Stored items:
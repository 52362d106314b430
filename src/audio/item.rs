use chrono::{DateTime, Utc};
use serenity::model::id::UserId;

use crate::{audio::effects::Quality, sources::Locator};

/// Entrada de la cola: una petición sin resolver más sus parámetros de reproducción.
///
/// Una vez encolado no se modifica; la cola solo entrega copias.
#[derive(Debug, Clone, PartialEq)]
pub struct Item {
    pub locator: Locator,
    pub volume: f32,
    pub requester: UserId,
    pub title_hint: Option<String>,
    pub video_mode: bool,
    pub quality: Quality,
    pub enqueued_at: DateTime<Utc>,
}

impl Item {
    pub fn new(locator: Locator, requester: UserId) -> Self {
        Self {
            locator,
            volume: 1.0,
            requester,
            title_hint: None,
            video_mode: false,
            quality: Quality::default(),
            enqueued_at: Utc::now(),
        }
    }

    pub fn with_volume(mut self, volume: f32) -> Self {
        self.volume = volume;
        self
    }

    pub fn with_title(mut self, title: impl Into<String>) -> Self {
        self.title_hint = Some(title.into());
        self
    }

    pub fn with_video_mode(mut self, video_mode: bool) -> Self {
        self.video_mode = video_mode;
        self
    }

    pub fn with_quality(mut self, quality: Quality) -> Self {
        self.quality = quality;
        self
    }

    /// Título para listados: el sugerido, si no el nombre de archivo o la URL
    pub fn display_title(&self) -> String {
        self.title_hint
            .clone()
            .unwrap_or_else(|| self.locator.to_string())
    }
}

--

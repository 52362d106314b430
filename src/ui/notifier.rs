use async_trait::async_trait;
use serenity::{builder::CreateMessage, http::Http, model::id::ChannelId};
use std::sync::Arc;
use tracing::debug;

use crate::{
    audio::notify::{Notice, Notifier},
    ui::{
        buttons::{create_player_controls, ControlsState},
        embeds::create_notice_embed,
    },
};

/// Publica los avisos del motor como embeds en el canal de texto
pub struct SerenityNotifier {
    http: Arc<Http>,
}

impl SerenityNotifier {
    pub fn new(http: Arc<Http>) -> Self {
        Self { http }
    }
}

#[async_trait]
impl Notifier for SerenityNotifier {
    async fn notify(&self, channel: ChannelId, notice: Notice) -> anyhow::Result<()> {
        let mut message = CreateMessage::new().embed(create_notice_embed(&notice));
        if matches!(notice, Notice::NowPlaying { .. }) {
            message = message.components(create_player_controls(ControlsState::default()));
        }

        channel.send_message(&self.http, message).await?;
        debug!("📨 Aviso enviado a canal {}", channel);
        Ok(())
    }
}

Exercise prompt → Copy, from the lines above, each one that holds "audio".

Answer area →
filename src/audio/item.rs
use crate::{audio::effects::Quality, sources::Locator};
    audio::notify::{Notice, Notifier},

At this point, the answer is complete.